Ernie Watts, a longtime friend and fellow Cheyney student, credited Mr. Lewis with introducing him to the television studio in the university's audio-visual center in 1971. That introduction led Watts to a career in TV technology.

"He helped me study for my FCC license, and later I got my professional engineering certification," Watts said. "I ultimately became senior director of technical operations for remote field operations for Turner Broadcasting. And before I ended my 38-year career at Turner, I filled in as acting vice president of the same department. I owe all of that to Demetrius."

Starting in 1972, his love of performing led to him to take a job as an actor and stuntman at Six Gun Territory, an amusement park in Willow Grove. He trained actors and staged the action skits for 1,800 shows before the venue closed in April 1975. It later was razed and became Willow Grove Park mall.

Mr. Lewis was fascinated by Old West gun fighting and so thoroughly mastered the techniques that he later planned and directed action sequences for motion pictures and theater.

Being the only African American playing a cowboy in stunt shows made him curious about the history of black cowboys in the old West, his brother said. He researched the life of outlaw Crawford Goldsby, or Cherokee Bill, and that of  Bass Reeves, the first black deputy U.S. marshal west of the Mississippi River and a model for the Lone Ranger. Mr. Lewis wrote screenplays about both, but the dramas were never staged.
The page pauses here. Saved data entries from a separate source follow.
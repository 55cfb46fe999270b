//! Tracker configuration.
//!
//! Every threshold used by the pipeline lives here so it stays tunable.
//! Defaults reproduce the campus deployment; `from_env` layers the handful of
//! deployment-specific values on top.

use std::path::{Path, PathBuf};
use std::time::Duration;

use serde::Deserialize;

use crate::error::{Result, TrackerError};

/// Geofence tuning.
#[derive(Debug, Clone, PartialEq, Deserialize)]
#[serde(default)]
pub struct GeofenceConfig {
    /// A vehicle is "at" a stop when within this many meters of it.
    /// Default: 60.0
    pub proximity_threshold_m: f64,
}

impl Default for GeofenceConfig {
    fn default() -> Self {
        Self {
            proximity_threshold_m: 60.0,
        }
    }
}

/// Stop transitions that open and close laps.
#[derive(Debug, Clone, PartialEq, Deserialize)]
#[serde(default)]
pub struct LapRules {
    /// First stop of the lap-start pair.
    /// Default: "Asrama UI"
    pub start_stop: String,
    /// Second stop of the lap-start pair. Arriving here from `start_stop` opens a lap,
    /// and going from here back to `start_stop` closes one.
    /// Default: "Menwa"
    pub second_stop: String,
    /// Reaching this stop always closes the active lap.
    /// Default: "Parking"
    pub terminal_stop: String,
}

impl Default for LapRules {
    fn default() -> Self {
        Self {
            start_stop: "Asrama UI".to_string(),
            second_stop: "Menwa".to_string(),
            terminal_stop: "Parking".to_string(),
        }
    }
}

/// Rolling window used for lane reclassification.
#[derive(Debug, Clone, PartialEq, Deserialize)]
#[serde(default)]
pub struct WindowConfig {
    /// Number of distinct fixes kept per vehicle; the classifier is called once
    /// every `capacity` accepted fixes.
    /// Default: 50
    pub capacity: usize,
}

impl Default for WindowConfig {
    fn default() -> Self {
        Self { capacity: 50 }
    }
}

/// Dead-reckoning tuning.
#[derive(Debug, Clone, PartialEq, Deserialize)]
#[serde(default)]
pub struct InterpolationConfig {
    /// Disable to display raw fixes only.
    /// Default: true
    pub enabled: bool,
    /// Ticker period in milliseconds.
    /// Default: 500
    pub tick_interval_ms: u64,
    /// Vehicles whose last real fix is older than this are frozen.
    /// Default: 20.0 seconds
    pub stale_after_secs: f64,
    /// Ceiling for estimated speed.
    /// Default: 25.0 km/h
    pub max_speed_kmh: f64,
    /// Estimated speeds below this are treated as stopped.
    /// Default: 0.5 m/s
    pub stopped_speed_mps: f64,
    /// Hard cap on displayed-position movement per tick.
    /// Default: 5.0 meters
    pub max_step_m: f64,
    /// A new fix within this distance of the displayed position snaps it.
    /// Default: 20.0 meters
    pub snap_distance_m: f64,
    /// Within this distance of the last real fix, steps shrink to a third of the gap
    /// and the heading aims at the fix.
    /// Default: 30.0 meters
    pub approach_distance_m: f64,
    /// Route-constrained steps farther than this from the polyline are rejected.
    /// Default: 30.0 meters
    pub max_route_deviation_m: f64,
}

impl Default for InterpolationConfig {
    fn default() -> Self {
        Self {
            enabled: true,
            tick_interval_ms: 500,
            stale_after_secs: 20.0,
            max_speed_kmh: 25.0,
            stopped_speed_mps: 0.5,
            max_step_m: 5.0,
            snap_distance_m: 20.0,
            approach_distance_m: 30.0,
            max_route_deviation_m: 30.0,
        }
    }
}

impl InterpolationConfig {
    pub fn tick_interval(&self) -> Duration {
        Duration::from_millis(self.tick_interval_ms)
    }

    pub fn max_speed_mps(&self) -> f64 {
        crate::geo_utils::kmh_to_mps(self.max_speed_kmh)
    }
}

/// Live feed connection.
#[derive(Debug, Clone, PartialEq, Deserialize)]
#[serde(default)]
pub struct FeedConfig {
    /// Websocket URL of the upstream GPS feed.
    /// Default: "" (must be provided)
    pub url: String,
    /// Fixed delay before reconnecting after a dial/read failure.
    /// Default: 3000 ms
    pub reconnect_delay_ms: u64,
}

impl Default for FeedConfig {
    fn default() -> Self {
        Self {
            url: String::new(),
            reconnect_delay_ms: 3000,
        }
    }
}

impl FeedConfig {
    pub fn reconnect_delay(&self) -> Duration {
        Duration::from_millis(self.reconnect_delay_ms)
    }
}

/// Top-level tracker configuration.
#[derive(Debug, Clone, PartialEq, Deserialize)]
#[serde(default)]
pub struct TrackerConfig {
    pub geofence: GeofenceConfig,
    pub laps: LapRules,
    pub window: WindowConfig,
    pub interpolation: InterpolationConfig,
    pub feed: FeedConfig,
    /// Deadline for each collaborator call (lap store, registry, classifier).
    /// Default: 5000 ms
    pub collaborator_timeout_ms: u64,
    /// Base URL of the lane classification service; reclassification is skipped when unset.
    /// Default: None
    pub classifier_url: Option<String>,
    /// Endpoint receiving lap start/end events as JSON.
    /// Default: None
    pub lap_event_url: Option<String>,
    /// Route geometry fixture; interpolation falls back to heading-only when unset.
    /// Default: None
    pub route_fixture_path: Option<PathBuf>,
    /// UTC offset used when rendering visit history timestamps.
    /// Default: 7 (Asia/Jakarta)
    pub display_utc_offset_hours: i32,
}

impl Default for TrackerConfig {
    fn default() -> Self {
        Self {
            geofence: GeofenceConfig::default(),
            laps: LapRules::default(),
            window: WindowConfig::default(),
            interpolation: InterpolationConfig::default(),
            feed: FeedConfig::default(),
            collaborator_timeout_ms: 5000,
            classifier_url: None,
            lap_event_url: None,
            route_fixture_path: None,
            display_utc_offset_hours: 7,
        }
    }
}

impl TrackerConfig {
    /// Load from a JSON file. Missing fields take their defaults.
    pub fn from_json_file(path: impl AsRef<Path>) -> Result<Self> {
        let path = path.as_ref();
        let raw = std::fs::read_to_string(path).map_err(|e| {
            TrackerError::config(format!("cannot read {}: {}", path.display(), e))
        })?;
        let config: TrackerConfig = serde_json::from_str(&raw).map_err(|e| {
            TrackerError::config(format!("invalid config {}: {}", path.display(), e))
        })?;
        config.validate()?;
        Ok(config)
    }

    /// Build from the process environment.
    ///
    /// `TRACKER_CONFIG` names an optional JSON base file; `FEED_URL`, `RM_API`,
    /// `LAP_EVENT_URL`, `ROUTE_FIXTURE_PATH` and `INTERPOLATION_INTERVAL_MS`
    /// override individual fields.
    pub fn from_env() -> Result<Self> {
        Self::from_lookup(|key| std::env::var(key).ok())
    }

    fn from_lookup<F>(lookup: F) -> Result<Self>
    where
        F: Fn(&str) -> Option<String>,
    {
        let mut config = match lookup("TRACKER_CONFIG") {
            Some(path) if !path.is_empty() => Self::from_json_file(path)?,
            _ => Self::default(),
        };

        if let Some(url) = lookup("FEED_URL") {
            config.feed.url = url;
        }
        if let Some(url) = lookup("RM_API").filter(|s| !s.is_empty()) {
            config.classifier_url = Some(url);
        }
        if let Some(url) = lookup("LAP_EVENT_URL").filter(|s| !s.is_empty()) {
            config.lap_event_url = Some(url);
        }
        if let Some(path) = lookup("ROUTE_FIXTURE_PATH").filter(|s| !s.is_empty()) {
            config.route_fixture_path = Some(PathBuf::from(path));
        }
        if let Some(ms) = lookup("INTERPOLATION_INTERVAL_MS") {
            config.interpolation.tick_interval_ms = ms.trim().parse().map_err(|_| {
                TrackerError::config(format!("INTERPOLATION_INTERVAL_MS is not a number: {}", ms))
            })?;
        }

        config.validate()?;
        Ok(config)
    }

    /// Reject values that would make the pipeline misbehave.
    pub fn validate(&self) -> Result<()> {
        if self.window.capacity == 0 {
            return Err(TrackerError::config("window.capacity must be at least 1"));
        }
        if !(self.geofence.proximity_threshold_m > 0.0) {
            return Err(TrackerError::config(
                "geofence.proximity_threshold_m must be positive",
            ));
        }
        let interp = &self.interpolation;
        if interp.tick_interval_ms == 0 {
            return Err(TrackerError::config(
                "interpolation.tick_interval_ms must be positive",
            ));
        }
        for (name, value) in [
            ("stale_after_secs", interp.stale_after_secs),
            ("max_speed_kmh", interp.max_speed_kmh),
            ("max_step_m", interp.max_step_m),
            ("snap_distance_m", interp.snap_distance_m),
            ("max_route_deviation_m", interp.max_route_deviation_m),
        ] {
            if !(value > 0.0) {
                return Err(TrackerError::config(format!(
                    "interpolation.{} must be positive",
                    name
                )));
            }
        }
        if self.laps.start_stop.is_empty()
            || self.laps.second_stop.is_empty()
            || self.laps.terminal_stop.is_empty()
        {
            return Err(TrackerError::config("lap rules need all three stop names"));
        }
        if !(-12..=14).contains(&self.display_utc_offset_hours) {
            return Err(TrackerError::config("display_utc_offset_hours out of range"));
        }
        Ok(())
    }

    pub fn collaborator_timeout(&self) -> Duration {
        Duration::from_millis(self.collaborator_timeout_ms)
    }
}
use std::cmp::Ordering;
use std::collections::HashMap;
use std::hash::Hash;

/// Handle returned by `subscribe`.
#[derive(Debug, Clone, Copy, PartialEq, Eq, Hash)]
pub struct SubscriptionId(u64);

/// Ordered list of event handlers.
pub struct Listeners<E> {
    handlers: Vec<(SubscriptionId, Box<dyn FnMut(&E)>)>,
    next_id: u64,
}

impl<E> Default for Listeners<E> {
    fn default() -> Self {
        Self {
            handlers: Vec::new(),
            next_id: 1,
        }
    }
}

impl<E> std::fmt::Debug for Listeners<E> {
    fn fmt(&self, f: &mut std::fmt::Formatter<'_>) -> std::fmt::Result {
        f.debug_struct("Listeners")
            .field("count", &self.handlers.len())
            .finish()
    }
}

impl<E> Listeners<E> {
    /// Register `handler`; it runs on every later `emit`.
    pub fn subscribe(&mut self, handler: impl FnMut(&E) + 'static) -> SubscriptionId {
        let id = SubscriptionId(self.next_id);
        self.next_id += 1;
        self.handlers.push((id, Box::new(handler)));
        id
    }

    /// Returns false when `id` was not subscribed.
    pub fn unsubscribe(&mut self, id: SubscriptionId) -> bool {
        let before = self.handlers.len();
        self.handlers.retain(|(sid, _)| *sid != id);
        self.handlers.len() != before
    }

    /// Call every handler in subscription order.
    pub fn emit(&mut self, event: &E) {
        for (_, handler) in &mut self.handlers {
            handler(event);
        }
    }

    pub fn len(&self) -> usize {
        self.handlers.len()
    }

    pub fn is_empty(&self) -> bool {
        self.handlers.is_empty()
    }
}

/// Keys affected by one logical batch of mutations.
#[derive(Debug, Clone, PartialEq, Eq)]
pub struct ChangeSet<K> {
    pub inserted: Vec<K>,
    pub removed: Vec<K>,
    pub updated: Vec<K>,
    pub reordered: bool,
}

impl<K> Default for ChangeSet<K> {
    fn default() -> Self {
        Self {
            inserted: Vec::new(),
            removed: Vec::new(),
            updated: Vec::new(),
            reordered: false,
        }
    }
}

impl<K: PartialEq> ChangeSet<K> {
    pub fn is_empty(&self) -> bool {
        self.inserted.is_empty()
            && self.removed.is_empty()
            && self.updated.is_empty()
            && !self.reordered
    }

    fn insert(&mut self, key: K) {
        if let Some(pos) = self.removed.iter().position(|k| *k == key) {
            // removed then re-added within one batch
            self.removed.remove(pos);
            push_unique(&mut self.updated, key);
        } else {
            push_unique(&mut self.inserted, key);
        }
    }

    fn remove(&mut self, key: K) {
        self.updated.retain(|k| *k != key);
        if let Some(pos) = self.inserted.iter().position(|k| *k == key) {
            self.inserted.remove(pos);
        } else {
            push_unique(&mut self.removed, key);
        }
    }

    fn update(&mut self, key: K) {
        if !self.inserted.contains(&key) {
            push_unique(&mut self.updated, key);
        }
    }
}

fn push_unique<K: PartialEq>(list: &mut Vec<K>, key: K) {
    if !list.contains(&key) {
        list.push(key);
    }
}

/// Traversal order of an `OrderedCollection`.
pub enum DrawOrder<V> {
    /// Insertion order, adjusted by explicit moves.
    Sequence,
    /// Custom comparison; the sequence breaks ties.
    By(Box<dyn Fn(&V, &V) -> Ordering>),
}

impl<V> std::fmt::Debug for DrawOrder<V> {
    fn fmt(&self, f: &mut std::fmt::Formatter<'_>) -> std::fmt::Result {
        match self {
            DrawOrder::Sequence => f.write_str("Sequence"),
            DrawOrder::By(_) => f.write_str("By(..)"),
        }
    }
}

/// A keyed map with an explicit draw order and change notifications.
///
/// Every key lives exactly once in both the map and the sequence. Mutations
/// made inside `batch` are coalesced into a single `ChangeSet`.
pub struct OrderedCollection<K, V> {
    entries: HashMap<K, V>,
    order: Vec<K>,
    draw_order: DrawOrder<V>,
    listeners: Listeners<ChangeSet<K>>,
    batch_depth: usize,
    pending: ChangeSet<K>,
    /// Sequence positions of keys removed in the open batch.
    removed_at: HashMap<K, usize>,
}

impl<K, V> std::fmt::Debug for OrderedCollection<K, V>
where
    K: std::fmt::Debug,
{
    fn fmt(&self, f: &mut std::fmt::Formatter<'_>) -> std::fmt::Result {
        f.debug_struct("OrderedCollection")
            .field("order", &self.order)
            .field("draw_order", &self.draw_order)
            .field("listeners", &self.listeners)
            .finish()
    }
}

impl<K, V> Default for OrderedCollection<K, V>
where
    K: Eq + Hash + Clone,
{
    fn default() -> Self {
        Self::new()
    }
}

impl<K, V> OrderedCollection<K, V>
where
    K: Eq + Hash + Clone,
{
    pub fn new() -> Self {
        Self::with_order(DrawOrder::Sequence)
    }

    /// Empty collection drawn according to `draw_order`.
    pub fn with_order(draw_order: DrawOrder<V>) -> Self {
        Self {
            entries: HashMap::new(),
            order: Vec::new(),
            draw_order,
            listeners: Listeners::default(),
            batch_depth: 0,
            pending: ChangeSet::default(),
            removed_at: HashMap::new(),
        }
    }

    /// Replace the draw order. Listeners see a reorder.
    pub fn set_draw_order(&mut self, draw_order: DrawOrder<V>) {
        self.draw_order = draw_order;
        self.pending.reordered = true;
        self.flush_if_idle();
    }

    // ==================== Lookup ====================

    pub fn len(&self) -> usize {
        self.order.len()
    }

    pub fn is_empty(&self) -> bool {
        self.order.is_empty()
    }

    /// Whether `key` is present.
    pub fn contains_key(&self, key: &K) -> bool {
        self.entries.contains_key(key)
    }

    /// Value stored under `key`.
    pub fn get(&self, key: &K) -> Option<&V> {
        self.entries.get(key)
    }

    /// Position of `key` in the sequence.
    pub fn index_of(&self, key: &K) -> Option<usize> {
        if !self.entries.contains_key(key) {
            return None;
        }
        self.order.iter().position(|k| k == key)
    }

    /// Keys in sequence order.
    pub fn keys(&self) -> &[K] {
        &self.order
    }

    /// Ordered traversal (bottom first).
    pub fn iter(&self) -> impl DoubleEndedIterator<Item = (&K, &V)> {
        let mut items: Vec<(&K, &V)> = self
            .order
            .iter()
            .filter_map(|k| self.entries.get(k).map(|v| (k, v)))
            .collect();
        if let DrawOrder::By(cmp) = &self.draw_order {
            // stable sort keeps the sequence as tiebreak
            items.sort_by(|a, b| cmp(a.1, b.1));
        }
        items.into_iter()
    }

    /// Values in draw order, bottom first.
    pub fn values(&self) -> impl DoubleEndedIterator<Item = &V> {
        self.iter().map(|(_, v)| v)
    }

    // ==================== Mutation ====================

    /// Insert on top, or replace the value in place. Returns the old value.
    pub fn set(&mut self, key: K, value: V) -> Option<V> {
        let old = self.entries.insert(key.clone(), value);
        if old.is_some() {
            self.pending.update(key);
        } else {
            self.note_reinsert(&key, self.order.len());
            self.order.push(key.clone());
            self.pending.insert(key);
        }
        self.flush_if_idle();
        old
    }

    /// Insert at `index` (clamped). An existing key is replaced and moved.
    pub fn insert_at(&mut self, index: usize, key: K, value: V) -> Option<V> {
        let old = self.entries.insert(key.clone(), value);
        if old.is_some() {
            self.order.retain(|k| *k != key);
            self.pending.update(key.clone());
            self.pending.reordered = true;
            let index = index.min(self.order.len());
            self.order.insert(index, key);
        } else {
            let index = index.min(self.order.len());
            self.note_reinsert(&key, index);
            self.pending.insert(key.clone());
            self.order.insert(index, key);
        }
        self.flush_if_idle();
        old
    }

    /// Remove `key` and return its value. Unknown keys are a no-op and emit nothing.
    pub fn delete(&mut self, key: &K) -> Option<V> {
        let removed = self.entries.remove(key)?;
        if let Some(index) = self.order.iter().position(|k| k == key) {
            self.order.remove(index);
            self.removed_at.entry(key.clone()).or_insert(index);
        }
        self.pending.remove(key.clone());
        self.flush_if_idle();
        Some(removed)
    }

    /// Mutate one value in place.
    pub fn update<R>(&mut self, key: &K, f: impl FnOnce(&mut V) -> R) -> Option<R> {
        let value = self.entries.get_mut(key)?;
        let result = f(value);
        self.pending.update(key.clone());
        self.flush_if_idle();
        Some(result)
    }

    /// Mutate every value in place.
    pub fn update_all(&mut self, mut f: impl FnMut(&mut V)) {
        for key in &self.order {
            if let Some(value) = self.entries.get_mut(key) {
                f(value);
                self.pending.update(key.clone());
            }
        }
        self.flush_if_idle();
    }

    /// Move `key` to `index` (clamped). Returns false for unknown keys.
    pub fn move_to(&mut self, key: &K, index: usize) -> bool {
        let Some(current) = self.index_of(key) else {
            return false;
        };
        let index = index.min(self.order.len() - 1);
        if current != index {
            let k = self.order.remove(current);
            self.order.insert(index, k);
            self.pending.reordered = true;
            self.flush_if_idle();
        }
        true
    }

    /// Remove everything. Each key is reported as removed.
    pub fn clear(&mut self) {
        for (index, key) in std::mem::take(&mut self.order).into_iter().enumerate() {
            self.removed_at.entry(key.clone()).or_insert(index);
            self.pending.remove(key);
        }
        self.entries.clear();
        self.flush_if_idle();
    }

    // ==================== Notifications ====================

    /// Listen for change sets. Inside a batch nothing is delivered until the
    /// outermost batch closes.
    pub fn subscribe(&mut self, handler: impl FnMut(&ChangeSet<K>) + 'static) -> SubscriptionId {
        self.listeners.subscribe(handler)
    }

    /// Returns false when `id` was not subscribed.
    pub fn unsubscribe(&mut self, id: SubscriptionId) -> bool {
        self.listeners.unsubscribe(id)
    }

    /// Run `f` as one batch. Nested batches flatten into the outermost one.
    pub fn batch<R>(&mut self, f: impl FnOnce(&mut Self) -> R) -> R {
        self.begin_batch();
        let result = f(self);
        self.end_batch();
        result
    }

    /// Open a batch. Pair with [`end_batch`](Self::end_batch).
    pub fn begin_batch(&mut self) {
        self.batch_depth += 1;
    }

    /// Close a batch; the outermost close emits the pending change set.
    pub fn end_batch(&mut self) {
        self.batch_depth = self.batch_depth.saturating_sub(1);
        self.flush_if_idle();
    }

    pub fn in_batch(&self) -> bool {
        self.batch_depth > 0
    }

    /// A key deleted earlier in the batch and inserted elsewhere changed its z-order.
    fn note_reinsert(&mut self, key: &K, index: usize) {
        if let Some(previous) = self.removed_at.remove(key)
            && previous != index
        {
            self.pending.reordered = true;
        }
    }

    fn flush_if_idle(&mut self) {
        if self.batch_depth > 0 {
            return;
        }
        self.removed_at.clear();
        if self.pending.is_empty() {
            return;
        }
        let changes = std::mem::take(&mut self.pending);
        self.listeners.emit(&changes);
    }
}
In 1976, Mr. Lewis enlisted in the Air Force, and was trained as a personnel specialist. He served in the Air National Guard before being honorably discharged in 1981. During this period, Mr. Lewis worked for the Bucks County Department of Corrections as a guard and as a merchant marine. "He was on a ship," said Sam Lewis. "That was an adventure he wanted to have."

He then returned to his career as a cameraman, working for Walt Disney Studios and Universal Studios in Los Angeles, and later for NBC, CBS and Fox networks in Philadelphia, and ABC in New York. To deepen his knowledge of film production, he enrolled in Orlando College, from which he graduated in 1995 with a degree in video arts and science.

As his health began to decline, he retired in 2012 to Harleyville, where he made improvements to the family homestead.

Mr. Lewis was married to Belinda Clark Lewis. She died in 2011.

In addition to his mother and brother, he is survived by a sister and two brothers; two nieces; three nephews; and a close friend, Benzenia Murray-Johnson.

Funeral services were Friday, Feb. 23.